Certain optical disc standards, such as HD DVD and DVD+(R and RW), employ BPSK to encode address or location data in the form of bits 0 and 1 on a wobble of an optical disc. During mastering or recording of a disc, this addressing data may be stored as phase modulated data, which is known in the art as Address-in-Pregroove (ADIP). The wobble is a continuous sinusoidal deviation of a track from an average centerline. A wobble signal also may be read from the wobble by a recording drive to precisely rotate the disc according to the frequency of the wobble signal. Using the frequency of the wobble signal, a timing signal may be generated to be used when writing data to the disc. An exemplary embodiment of a disc using BPSK encoding may have data bit 0 represented by a wobble with a first phase (i.e., a normal phase) and data bit 1 represented by a wobble with a second phase 180 degrees apart from the first phase (i.e., an inverted phase). During the mastering process, phase change transitions from a wobble having a normal phase to a wobble having an inverted phase may not be perfect. The inverted phase may extend to its neighboring normal phase wobble or vice versa.
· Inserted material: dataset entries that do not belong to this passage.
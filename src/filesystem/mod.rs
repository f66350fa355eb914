//! Capability-scoped filesystem primitives shared by the store adapters and
//! the workspace helper.
//!
//! All paths are relative to a [`cap_std::fs_utf8::Dir`] handle opened on
//! the store root, so no operation can reach outside the tree it was given.
//! Missing entries are reported as `None`/`false`/empty results; every other
//! failure is returned as an [`io::Error`].

use camino::{Utf8Path, Utf8PathBuf};
use cap_std::ambient_authority;
use cap_std::fs::FileType;
use cap_std::fs_utf8::Dir;
use std::io;
use tracing::{debug, warn};

/// Kind of a directory entry, read without following symlinks.
#[derive(Debug, Clone, Copy, PartialEq, Eq, Hash)]
pub enum EntryKind {
    /// Regular file.
    File,
    /// Directory.
    Dir,
    /// Symbolic link, dangling or not.
    Symlink,
    /// Anything else (sockets, devices, fifos).
    Other,
}

impl EntryKind {
    fn from_file_type(file_type: FileType) -> Self {
        if file_type.is_symlink() {
            Self::Symlink
        } else if file_type.is_dir() {
            Self::Dir
        } else if file_type.is_file() {
            Self::File
        } else {
            Self::Other
        }
    }
}

/// Outcome of removing a symbolic link.
#[derive(Debug, Clone, Copy, PartialEq, Eq)]
pub enum LinkRemoval {
    /// The link existed and was removed.
    Removed,
    /// Nothing existed at the path.
    Absent,
    /// An entry exists at the path but is not a symbolic link.
    NotALink,
}

/// Root directory of a store, opened on demand.
#[derive(Debug, Clone, PartialEq, Eq)]
pub struct RootDir {
    path: Utf8PathBuf,
}

impl RootDir {
    /// Creates a handle for the directory at `path`. Nothing is touched on
    /// disk until one of the open methods is called.
    #[must_use]
    pub fn new(path: impl Into<Utf8PathBuf>) -> Self {
        Self { path: path.into() }
    }

    /// Returns the root path.
    #[must_use]
    pub fn path(&self) -> &Utf8Path {
        &self.path
    }

    /// Opens the root, returning `None` when it does not exist yet.
    ///
    /// # Errors
    ///
    /// Returns any failure other than the root being absent.
    pub fn open(&self) -> io::Result<Option<Dir>> {
        match Dir::open_ambient_dir(&self.path, ambient_authority()) {
            Ok(dir) => Ok(Some(dir)),
            Err(err) if err.kind() == io::ErrorKind::NotFound => Ok(None),
            Err(err) => Err(err),
        }
    }

    /// Opens the root, creating it and any missing parents first.
    ///
    /// # Errors
    ///
    /// Returns the underlying failure when the root cannot be created or
    /// opened.
    pub fn open_or_create(&self) -> io::Result<Dir> {
        Dir::create_ambient_dir_all(&self.path, ambient_authority())?;
        Dir::open_ambient_dir(&self.path, ambient_authority())
    }
}

/// Reads the kind of the entry at `path` without following symlinks.
///
/// # Errors
///
/// Returns any failure other than the entry being absent.
pub fn entry_kind(dir: &Dir, path: &Utf8Path) -> io::Result<Option<EntryKind>> {
    match dir.symlink_metadata(path) {
        Ok(metadata) => Ok(Some(EntryKind::from_file_type(metadata.file_type()))),
        Err(err) if err.kind() == io::ErrorKind::NotFound => Ok(None),
        Err(err) => Err(err),
    }
}

/// Creates `path` and every missing parent below `dir`.
///
/// Existing directories are left untouched.
///
/// # Errors
///
/// Returns the underlying failure, including when a non-directory entry is
/// in the way.
pub fn ensure_dir_all(dir: &Dir, path: &Utf8Path) -> io::Result<()> {
    dir.create_dir_all(path)
}

/// Opens the directory at `path`, returning `None` when it does not exist.
///
/// # Errors
///
/// Returns any failure other than the directory being absent.
pub fn open_dir_optional(dir: &Dir, path: &Utf8Path) -> io::Result<Option<Dir>> {
    match dir.open_dir(path) {
        Ok(child) => Ok(Some(child)),
        Err(err) if err.kind() == io::ErrorKind::NotFound => Ok(None),
        Err(err) => Err(err),
    }
}

/// Removes the entry at `path` depth-first: files and links are unlinked,
/// directories are emptied then removed. Symlinks are never followed.
///
/// Returns `false` when nothing existed at `path`.
///
/// # Errors
///
/// Returns the first failure encountered; entries removed before it stay
/// removed.
pub fn remove_tree(dir: &Dir, path: &Utf8Path) -> io::Result<bool> {
    match entry_kind(dir, path)? {
        None => Ok(false),
        Some(EntryKind::Dir) => {
            let child = dir.open_dir(path)?;
            clear_dir(&child)?;
            drop(child);
            dir.remove_dir(path)?;
            Ok(true)
        }
        Some(_) => {
            dir.remove_file(path)?;
            Ok(true)
        }
    }
}

fn clear_dir(dir: &Dir) -> io::Result<()> {
    let mut children = Vec::new();
    for item in dir.entries()? {
        let entry = item?;
        children.push((entry.file_name()?, entry.file_type()?));
    }
    for (name, file_type) in children {
        if file_type.is_dir() {
            let child = dir.open_dir(&name)?;
            clear_dir(&child)?;
            drop(child);
            dir.remove_dir(&name)?;
        } else {
            dir.remove_file(&name)?;
        }
    }
    Ok(())
}

/// Reads the file at `path` as UTF-8 text, returning `None` when it does not
/// exist.
///
/// # Errors
///
/// Returns any failure other than the file being absent.
pub fn read_optional_to_string(dir: &Dir, path: &Utf8Path) -> io::Result<Option<String>> {
    match dir.read_to_string(path) {
        Ok(contents) => Ok(Some(contents)),
        Err(err) if err.kind() == io::ErrorKind::NotFound => Ok(None),
        Err(err) => Err(err),
    }
}

/// Reads the file at `path` as raw bytes, returning `None` when it does not
/// exist.
///
/// # Errors
///
/// Returns any failure other than the file being absent.
pub fn read_optional_bytes(dir: &Dir, path: &Utf8Path) -> io::Result<Option<Vec<u8>>> {
    match dir.read(path) {
        Ok(contents) => Ok(Some(contents)),
        Err(err) if err.kind() == io::ErrorKind::NotFound => Ok(None),
        Err(err) => Err(err),
    }
}

/// Writes `contents` to `path`, replacing any existing file.
///
/// # Errors
///
/// Returns the underlying failure, including [`io::ErrorKind::NotFound`]
/// when the parent directory does not exist.
pub fn write_file(dir: &Dir, path: &Utf8Path, contents: impl AsRef<[u8]>) -> io::Result<()> {
    dir.write(path, contents)
}

/// Lists the names of entries of `kind` directly within `path`, sorted.
///
/// A missing directory yields an empty list. Entries whose names are not
/// valid UTF-8 are skipped.
///
/// # Errors
///
/// Returns any failure other than the directory being absent.
pub fn list_entries(dir: &Dir, path: &Utf8Path, kind: EntryKind) -> io::Result<Vec<String>> {
    let Some(listed) = open_dir_optional(dir, path)? else {
        return Ok(Vec::new());
    };
    let mut names = Vec::new();
    for item in listed.entries()? {
        let entry = item?;
        if EntryKind::from_file_type(entry.file_type()?) != kind {
            continue;
        }
        match entry.file_name() {
            Ok(name) => names.push(name),
            Err(err) => warn!(%path, %err, "skipping entry with non UTF-8 name"),
        }
    }
    names.sort();
    Ok(names)
}

/// Creates a symbolic link at `link` whose contents are `target`.
///
/// # Errors
///
/// Returns the underlying failure, including
/// [`io::ErrorKind::AlreadyExists`] when `link` is taken.
pub fn create_symlink(dir: &Dir, target: &Utf8Path, link: &Utf8Path) -> io::Result<()> {
    debug!(%link, %target, "creating symlink");
    #[cfg(windows)]
    {
        dir.symlink_dir(target, link)
    }
    #[cfg(not(windows))]
    {
        dir.symlink(target, link)
    }
}

/// Reads the stored target of the symbolic link at `link`.
///
/// Absolute targets are returned as stored. Returns `None` when nothing
/// exists at `link` or the entry is not a symbolic link.
///
/// # Errors
///
/// Returns any failure other than the link being absent.
pub fn read_symlink(dir: &Dir, link: &Utf8Path) -> io::Result<Option<Utf8PathBuf>> {
    match entry_kind(dir, link)? {
        Some(EntryKind::Symlink) => dir.read_link_contents(link).map(Some),
        _ => Ok(None),
    }
}

/// Removes the symbolic link at `link`, leaving any other kind of entry in
/// place.
///
/// # Errors
///
/// Returns the underlying failure when the link exists but cannot be
/// removed.
pub fn remove_symlink(dir: &Dir, link: &Utf8Path) -> io::Result<LinkRemoval> {
    match entry_kind(dir, link)? {
        None => Ok(LinkRemoval::Absent),
        Some(EntryKind::Symlink) => {
            dir.remove_file(link)?;
            Ok(LinkRemoval::Removed)
        }
        Some(_) => Ok(LinkRemoval::NotALink),
    }
}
FIG. 1 illustrates an example of a phase change transition problem using a captured HD DVD wobble signal waveform. FIG. 1 shows a captured wobble signal 110 in relation to a wobble clock signal 105. Four arrows 115, 120, 125, 130 point to imperfect phase change transitions from a wobble signal with a normal phase to a wobble signal with an inverted phase. The imperfect phase transitions degrade the performance of wobble signal detection, thereby hampering detection of addressing or ADIP data stored on the wobble of the disc.
Therefore, it would be desirable to have an apparatus that can detect and correct phase transition imperfections associated with optical disc wobble, particularly optical discs storing signals using BPSK.